LC to offer Physician Assistant Medicine degree

Wednesday January 15 2014


jeremy welshLynchburg College, a forerunner in health science education, will offer a Physician Assistant Medicine degree, beginning in summer 2015.  

According to the U. S. Bureau of Labor Statistics, employment of physician assistants is expected to increase 30 percent from 2010 to 2020, much faster than the average growth rate for most occupations. 

Lynchburg College’s 27-month curriculum will lead to a master’s degree. The curriculum is an intensive, rigorous, progressive program of study that includes fundamental science and clinical medicine. The curriculum is built around a modular-based format that allows students to study multiple interrelated components of medicine at the same time.

Students will complete coursework in basic sciences, pharmacology, clinical medicine, patient examination techniques, as well as surgical and technical clinical skills. Many of the courses have lecture and laboratory components and will focus on critical thinking along with problem-based learning and simulation.

Clinical medicine and supervised clinical experiences will be a hallmark of the program. Through a series of clinical rotations, students will have numerous opportunities to develop clinical skills and expand their knowledge by participating in structured clinical experiences under the supervision of licensed health care providers in a variety of specialties. The LC curriculum will also provide opportunities for students to participate in Emergency Medical Services and pre-hospital patient care. 

According to Dr. Edward Polloway, dean of the School of Graduate Studies, Lynchburg College created this program in response to the significant need for trained physician assistants in this region and beyond. “We carefully studied national data on projected opportunities in the field and also responded to the input we received from health care administrators from our region,” he said. “Our short-term goals for the program will be focused on the accreditation process and recruiting students for the first class, which will begin June of 2015,” he explained.

Lynchburg College will host a site visit from the Accreditation Review Commission on Education for the Physician Assistant (ARC-PA) in November of 2014 and will seek to receive accreditation in March of 2015. Recruiting will begin in April of 2014.

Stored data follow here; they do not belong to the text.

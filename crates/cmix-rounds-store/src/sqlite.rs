//! SQLite implementation of the RoundsStore trait.
//!
//! This is the primary storage backend. It uses rusqlite with bundled SQLite,
//! wrapped in async via tokio::spawn_blocking.

use std::path::Path;
use std::sync::{Arc, Mutex};

use async_trait::async_trait;
use rusqlite::{params, Connection, OptionalExtension};
use tracing::debug;

use cmix_rounds_core::BuffChanges;

use crate::error::{Result, StoreError};
use crate::migration::{self, now_millis};
use crate::traits::{RoundsStore, StoredRounds};

/// SQLite-based store implementation.
///
/// Thread-safe via internal Mutex. All operations use spawn_blocking
/// to avoid blocking the async runtime.
pub struct SqliteStore {
    conn: Arc<Mutex<Connection>>,
}

impl SqliteStore {
    /// Open a SQLite database at the given path.
    ///
    /// Creates the file and runs migrations if it doesn't exist.
    pub fn open(path: impl AsRef<Path>) -> Result<Self> {
        let mut conn = Connection::open(path)?;
        migration::migrate(&mut conn)?;
        Ok(Self {
            conn: Arc::new(Mutex::new(conn)),
        })
    }

    /// Open an in-memory SQLite database.
    ///
    /// Useful for testing.
    pub fn open_memory() -> Result<Self> {
        let mut conn = Connection::open_in_memory()?;
        migration::migrate(&mut conn)?;
        Ok(Self {
            conn: Arc::new(Mutex::new(conn)),
        })
    }

    /// Run `f` against the connection on the blocking pool.
    async fn blocking<F, T>(&self, f: F) -> Result<T>
    where
        F: FnOnce(&mut Connection) -> Result<T> + Send + 'static,
        T: Send + 'static,
    {
        let conn = self.conn.clone();
        tokio::task::spawn_blocking(move || {
            let mut conn = conn.lock()?;
            f(&mut conn)
        })
        .await?
    }
}

fn load_rounds(conn: &Connection, key: &str) -> Result<Option<StoredRounds>> {
    let header: Option<(i64, i64, i64, i64)> = conn
        .query_row(
            "SELECT first_unchecked, last_checked, fu_pos, num_words
             FROM known_rounds WHERE key = ?1",
            params![key],
            |row| Ok((row.get(0)?, row.get(1)?, row.get(2)?, row.get(3)?)),
        )
        .optional()?;

    let Some((first_unchecked, last_checked, fu_pos, num_words)) = header else {
        return Ok(None);
    };

    let mut stmt =
        conn.prepare("SELECT idx, word FROM known_round_words WHERE key = ?1 ORDER BY idx")?;
    let rows = stmt
        .query_map(params![key], |row| {
            Ok((row.get::<_, i64>(0)?, row.get::<_, i64>(1)?))
        })?
        .collect::<rusqlite::Result<Vec<_>>>()?;

    if rows.len() as i64 != num_words {
        return Err(StoreError::InvalidData(format!(
            "{}: expected {} words, found {}",
            key,
            num_words,
            rows.len()
        )));
    }

    let mut words = Vec::with_capacity(rows.len());
    for (expected, (idx, word)) in rows.into_iter().enumerate() {
        if idx != expected as i64 {
            return Err(StoreError::InvalidData(format!(
                "{}: missing word {}",
                key, expected
            )));
        }
        words.push(word as u64);
    }

    Ok(Some(StoredRounds {
        words,
        first_unchecked: first_unchecked as u64,
        last_checked: last_checked as u64,
        fu_pos: fu_pos as usize,
    }))
}

#[async_trait]
impl RoundsStore for SqliteStore {
    async fn load(&self, key: &str) -> Result<Option<StoredRounds>> {
        let key = key.to_owned();
        self.blocking(move |conn| load_rounds(conn, &key)).await
    }

    async fn save(&self, key: &str, rounds: &StoredRounds) -> Result<()> {
        let key = key.to_owned();
        let rounds = rounds.clone();

        self.blocking(move |conn| {
            let tx = conn.transaction()?;

            tx.execute(
                "INSERT INTO known_rounds (
                    key, first_unchecked, last_checked, fu_pos, num_words, updated_at
                ) VALUES (?1, ?2, ?3, ?4, ?5, ?6)
                ON CONFLICT(key) DO UPDATE SET
                    first_unchecked = excluded.first_unchecked,
                    last_checked = excluded.last_checked,
                    fu_pos = excluded.fu_pos,
                    num_words = excluded.num_words,
                    updated_at = excluded.updated_at",
                params![
                    key,
                    rounds.first_unchecked as i64,
                    rounds.last_checked as i64,
                    rounds.fu_pos as i64,
                    rounds.words.len() as i64,
                    now_millis(),
                ],
            )?;

            tx.execute(
                "DELETE FROM known_round_words WHERE key = ?1",
                params![key],
            )?;
            {
                let mut stmt = tx.prepare(
                    "INSERT INTO known_round_words (key, idx, word) VALUES (?1, ?2, ?3)",
                )?;
                for (idx, &word) in rounds.words.iter().enumerate() {
                    stmt.execute(params![key, idx as i64, word as i64])?;
                }
            }

            tx.commit()?;
            debug!(key = %key, words = rounds.words.len(), "saved known rounds");
            Ok(())
        })
        .await
    }

    async fn apply_changes(&self, key: &str, changes: &BuffChanges) -> Result<()> {
        let key = key.to_owned();
        let changes = changes.clone();

        self.blocking(move |conn| {
            let tx = conn.transaction()?;

            let num_words: Option<i64> = tx
                .query_row(
                    "SELECT num_words FROM known_rounds WHERE key = ?1",
                    params![key],
                    |row| row.get(0),
                )
                .optional()?;
            let Some(num_words) = num_words else {
                return Err(StoreError::NotFound(key));
            };

            if let Some(&index) = changes.changes.keys().next_back() {
                if index as i64 >= num_words {
                    return Err(StoreError::InvalidData(format!(
                        "patch touches word {} of a {}-word buffer",
                        index, num_words
                    )));
                }
            }

            tx.execute(
                "UPDATE known_rounds
                 SET first_unchecked = ?2, last_checked = ?3, fu_pos = ?4, updated_at = ?5
                 WHERE key = ?1",
                params![
                    key,
                    changes.first_unchecked as i64,
                    changes.last_checked as i64,
                    changes.fu_pos as i64,
                    now_millis(),
                ],
            )?;
            {
                let mut stmt = tx.prepare(
                    "UPDATE known_round_words SET word = ?3 WHERE key = ?1 AND idx = ?2",
                )?;
                for (&idx, &word) in &changes.changes {
                    stmt.execute(params![key, idx as i64, word as i64])?;
                }
            }

            tx.commit()?;
            debug!(key = %key, changed = changes.changes.len(), "applied known rounds patch");
            Ok(())
        })
        .await
    }

    async fn delete(&self, key: &str) -> Result<bool> {
        let key = key.to_owned();

        self.blocking(move |conn| {
            let tx = conn.transaction()?;
            tx.execute(
                "DELETE FROM known_round_words WHERE key = ?1",
                params![key],
            )?;
            let removed = tx.execute("DELETE FROM known_rounds WHERE key = ?1", params![key])?;
            tx.commit()?;
            Ok(removed > 0)
        })
        .await
    }

    async fn list_keys(&self) -> Result<Vec<String>> {
        self.blocking(|conn| {
            let mut stmt = conn.prepare("SELECT key FROM known_rounds ORDER BY key")?;
            let keys = stmt
                .query_map([], |row| row.get(0))?
                .collect::<rusqlite::Result<Vec<String>>>()?;
            Ok(keys)
        })
        .await
    }
}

“Long-term goals include developing a fellowship (residency) program that will provide extraordinary opportunities for the preparation of our students as they enter this profession and the completion of a state-of-the-art health sciences facility that will house the program,” Polloway said.

The physician assistant has become an essential healthcare provider who has increased affordability and access to care. All 50 states and the District of Columbia allow physician assistants to practice medicine and to prescribe medications. Physician assistants are nationally certified and state-licensed to practice medicine within the team approach to patient-centered care. They perform physical examinations, diagnose and treat illnesses, order and interpret lab tests, perform procedures, and assist in surgery.

Currently, more than 90,000 physician assistants nationwide provide health care, including more than 2,000 physician assistants who are certified in Virginia. rates the physician assistant master’s degree as the number one master’s degree in the United States.

The need for expanded healthcare in underserved areas and rural areas is also increasing. Approximately 20 percent of the U.S. population lives in rural areas, and rural residents are often limited in obtaining essential healthcare by lack of transportation, extreme weather, social isolation or poverty level living conditions. Presently, 17 percent of physician assistants practice in rural areas nationally as compared with 10 percent of physicians.

Dr. Jeremy Welsh (pictured above) serves as program director and Dr. John D. (Dan) Johnson III serves as medical director. Dr. Johnson  works with the physician assistants at Centra’s emergency department. “Our local PAs not only provide quality care in family medicine but also serve patients in many medical specialties,” he said. “I foresee the role of the physician assistant continuing to expand while filling the void left by a predicted future physician shortage.”

Additional information on the Physician Assistant Medicine program is available at or by contacting Dr. Jeremy Welsh at 544-8876.

The program offering is contingent upon the approval of the Southern Association of Colleges and Schools Commission on Colleges, SACSCOC. Lynchburg College has applied for provisional accreditation from the Accreditation Review Commission on Education for the Physician Assistant (ARC-PA). The College anticipates matriculating its first class in June 2015, pending provisional accreditation in March 2015. Provisional accreditation is an accreditation status for a new PA program that has not yet enrolled students, but at the time of its comprehensive accreditation review, has demonstrated its preparedness to initiate a program in accordance with the accreditation standards. The program will not commence in the event that this provisional accreditation is not received.